| EXERCISE DATA |
= = = =
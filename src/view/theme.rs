//! Theme descriptors.
//!
//! A theme is a flat bag of colours and text styles serialised for the host:
//! chrome colours, the two line-number styles, and one text style per
//! syntax-span style (text, comments, keywords, operators, types, literals,
//! strings, function names, in that order, matching span style indices).

use serde::ser::SerializeSeq;
use serde::{Serialize, Serializer};

/// Linear RGBA, components in 0..=1. Serialises as a 0–255 quadruple.
#[derive(Debug, Clone, Copy, PartialEq)]
pub struct Color {
    pub red: f32,
    pub green: f32,
    pub blue: f32,
    pub alpha: f32,
}

impl Color {
    pub const fn rgba(red: f32, green: f32, blue: f32, alpha: f32) -> Self {
        Color {
            red,
            green,
            blue,
            alpha,
        }
    }

    /// Pure hue on the RGB wheel, `h` in 0..6.
    fn hue(h: f32) -> Self {
        let (r, g, b) = if h <= 1.0 {
            (1.0, h, 0.0)
        } else if h <= 2.0 {
            (2.0 - h, 1.0, 0.0)
        } else if h <= 3.0 {
            (0.0, 1.0, h - 2.0)
        } else if h <= 4.0 {
            (0.0, 4.0 - h, 1.0)
        } else if h <= 5.0 {
            (h - 4.0, 0.0, 1.0)
        } else {
            (1.0, 0.0, 6.0 - h)
        };
        Color::rgba(r, g, b, 1.0)
    }

    /// Hue 0–360, saturation and value 0–100.
    pub fn hsv(h: f32, s: f32, v: f32) -> Self {
        let hue = Self::hue(h / 60.0);
        let s = s / 100.0;
        let v = v / 100.0;
        Color::rgba(
            (hue.red * s + 1.0 - s) * v,
            (hue.green * s + 1.0 - s) * v,
            (hue.blue * s + 1.0 - s) * v,
            1.0,
        )
    }

    /// Hue 0–360, saturation and lightness 0–100.
    pub fn hsl(h: f32, s: f32, l: f32) -> Self {
        let hue = Self::hue(h / 60.0);
        let s = s / 100.0;
        let l = l / 100.0;
        let c = (1.0 - (2.0 * l - 1.0).abs()) * s;
        let m = l - c / 2.0;
        Color::rgba(
            hue.red * c + m,
            hue.green * c + m,
            hue.blue * c + m,
            1.0,
        )
    }

    pub fn with_alpha(mut self, alpha: f32) -> Self {
        self.alpha = alpha;
        self
    }

    /// Composite `top` over this colour.
    pub fn over(self, top: Color) -> Self {
        let a = top.alpha;
        Color::rgba(
            self.red * (1.0 - a) + top.red * a,
            self.green * (1.0 - a) + top.green * a,
            self.blue * (1.0 - a) + top.blue * a,
            (self.alpha + top.alpha * (1.0 - self.alpha)).min(1.0),
        )
    }

    /// The 0–255 quadruple the host receives.
    pub fn quad(self) -> [u8; 4] {
        let channel = |c: f32| (c * 255.0 + 0.5).clamp(0.0, 255.0) as u8;
        [
            channel(self.red),
            channel(self.green),
            channel(self.blue),
            channel(self.alpha),
        ]
    }
}

impl Serialize for Color {
    fn serialize<S: Serializer>(&self, serializer: S) -> Result<S::Ok, S::Error> {
        let quad = self.quad();
        let mut seq = serializer.serialize_seq(Some(4))?;
        for c in quad {
            seq.serialize_element(&c)?;
        }
        seq.end()
    }
}

/// A text style: colour plus weight and slant flags.
#[derive(Debug, Clone, Copy, PartialEq, Serialize)]
pub struct TextStyle {
    pub color: Color,
    pub bold: bool,
    pub italic: bool,
}

impl TextStyle {
    pub const fn plain(color: Color) -> Self {
        TextStyle {
            color,
            bold: false,
            italic: false,
        }
    }

    pub const fn bold(color: Color) -> Self {
        TextStyle {
            color,
            bold: true,
            italic: false,
        }
    }

    pub const fn italic(color: Color) -> Self {
        TextStyle {
            color,
            bold: false,
            italic: true,
        }
    }
}

/// Per-style entries in `styles`: text, comments, keywords, operators,
/// types, literals, strings, function names.
pub const STYLE_COUNT: usize = 8;

#[derive(Debug, Clone, Serialize)]
pub struct Theme {
    pub background: Color,
    pub background_active: Color,
    pub selection: Color,
    pub cursor: Color,
    pub number_background: Color,
    pub number_background_active: Color,
    pub number: TextStyle,
    pub number_active: TextStyle,
    pub styles: [TextStyle; STYLE_COUNT],
}

impl Theme {
    /// Look a theme up by name; unknown names get the default theme.
    pub fn from_name(name: &str) -> Theme {
        match name {
            "one-dark" => Self::one_dark(),
            "monokai" => Self::monokai(),
            _ => Self::default_theme(),
        }
    }

    pub fn default_theme() -> Theme {
        Theme {
            background: Color::hsv(0.0, 0.0, 100.0),
            background_active: Color::hsv(0.0, 0.0, 100.0),
            selection: Color::hsv(60.0, 40.0, 100.0),
            cursor: Color::hsv(0.0, 0.0, 20.0),
            number_background: Color::hsv(0.0, 0.0, 100.0),
            number_background_active: Color::hsv(0.0, 0.0, 100.0),
            number: TextStyle::plain(Color::hsv(0.0, 0.0, 60.0)),
            number_active: TextStyle::plain(Color::hsv(0.0, 0.0, 20.0)),
            styles: [
                TextStyle::plain(Color::hsv(0.0, 0.0, 20.0)),   // text
                TextStyle::italic(Color::hsv(0.0, 0.0, 60.0)),  // comments
                TextStyle::bold(Color::hsv(270.0, 80.0, 80.0)), // keywords
                TextStyle::plain(Color::hsv(270.0, 80.0, 80.0)), // operators
                TextStyle::bold(Color::hsv(210.0, 80.0, 80.0)), // types
                TextStyle::plain(Color::hsv(150.0, 80.0, 80.0)), // literals
                TextStyle::plain(Color::hsv(150.0, 80.0, 80.0)), // strings
                TextStyle::plain(Color::hsv(210.0, 80.0, 80.0)), // function names
            ],
        }
    }

    pub fn one_dark() -> Theme {
        let background = Color::hsl(220.0, 13.0, 18.0);
        Theme {
            background,
            background_active: Color::hsl(220.0, 100.0, 80.0).with_alpha(0.04),
            selection: Color::hsl(220.0, 13.0, 28.0),
            cursor: Color::hsl(220.0, 100.0, 66.0),
            number_background: background,
            number_background_active: background,
            number: TextStyle::plain(
                background.over(Color::hsl(220.0, 14.0, 45.0).with_alpha(0.6)),
            ),
            number_active: TextStyle::plain(
                background.over(Color::hsl(220.0, 14.0, 71.0).with_alpha(0.6)),
            ),
            styles: [
                TextStyle::plain(Color::hsl(220.0, 14.0, 71.0)), // text
                TextStyle::italic(Color::hsl(220.0, 10.0, 40.0)), // comments
                TextStyle::plain(Color::hsl(286.0, 60.0, 67.0)), // keywords
                TextStyle::plain(Color::hsl(286.0, 60.0, 67.0)), // operators
                TextStyle::plain(Color::hsl(187.0, 47.0, 55.0)), // types
                TextStyle::plain(Color::hsl(29.0, 54.0, 61.0)),  // literals
                TextStyle::plain(Color::hsl(95.0, 38.0, 62.0)),  // strings
                TextStyle::plain(Color::hsl(207.0, 82.0, 66.0)), // function names
            ],
        }
    }

    pub fn monokai() -> Theme {
        let background = Color::hsl(70.0, 8.0, 15.0);
        Theme {
            background,
            background_active: background,
            selection: Color::hsl(55.0, 8.0, 31.0).with_alpha(0.7),
            cursor: Color::hsl(60.0, 36.0, 96.0).with_alpha(0.9),
            number_background: background,
            number_background_active: Color::hsl(55.0, 11.0, 22.0),
            number: TextStyle::plain(Color::hsl(60.0, 30.0, 96.0).with_alpha(0.5)),
            number_active: TextStyle::plain(Color::hsl(60.0, 30.0, 96.0).with_alpha(0.8)),
            styles: [
                TextStyle::plain(Color::hsl(60.0, 30.0, 96.0)),  // text
                TextStyle::plain(Color::hsl(50.0, 11.0, 41.0)),  // comments
                TextStyle::plain(Color::hsl(338.0, 95.0, 56.0)), // keywords
                TextStyle::plain(Color::hsl(338.0, 95.0, 56.0)), // operators
                TextStyle::italic(Color::hsl(190.0, 81.0, 67.0)), // types
                TextStyle::plain(Color::hsl(261.0, 100.0, 75.0)), // literals
                TextStyle::plain(Color::hsl(54.0, 70.0, 68.0)),  // strings
                TextStyle::plain(Color::hsl(80.0, 76.0, 53.0)),  // function names
            ],
        }
    }
}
= = = =
| EXERCISE DESCRIPTION |
An exact copy of the lines above between the line holding "TextStyle::plain(Color::hsl(338.0, 95.0, 56.0)), // operators" and the line holding "TextStyle::plain(Color::hsl(261.0, 100.0, 75.0)), //", inclusive, is the whole answer.

| EXPECTED ANSWER |
                TextStyle::plain(Color::hsl(338.0, 95.0, 56.0)), // operators
                TextStyle::italic(Color::hsl(190.0, 81.0, 67.0)), // types
                TextStyle::plain(Color::hsl(261.0, 100.0, 75.0)), // literals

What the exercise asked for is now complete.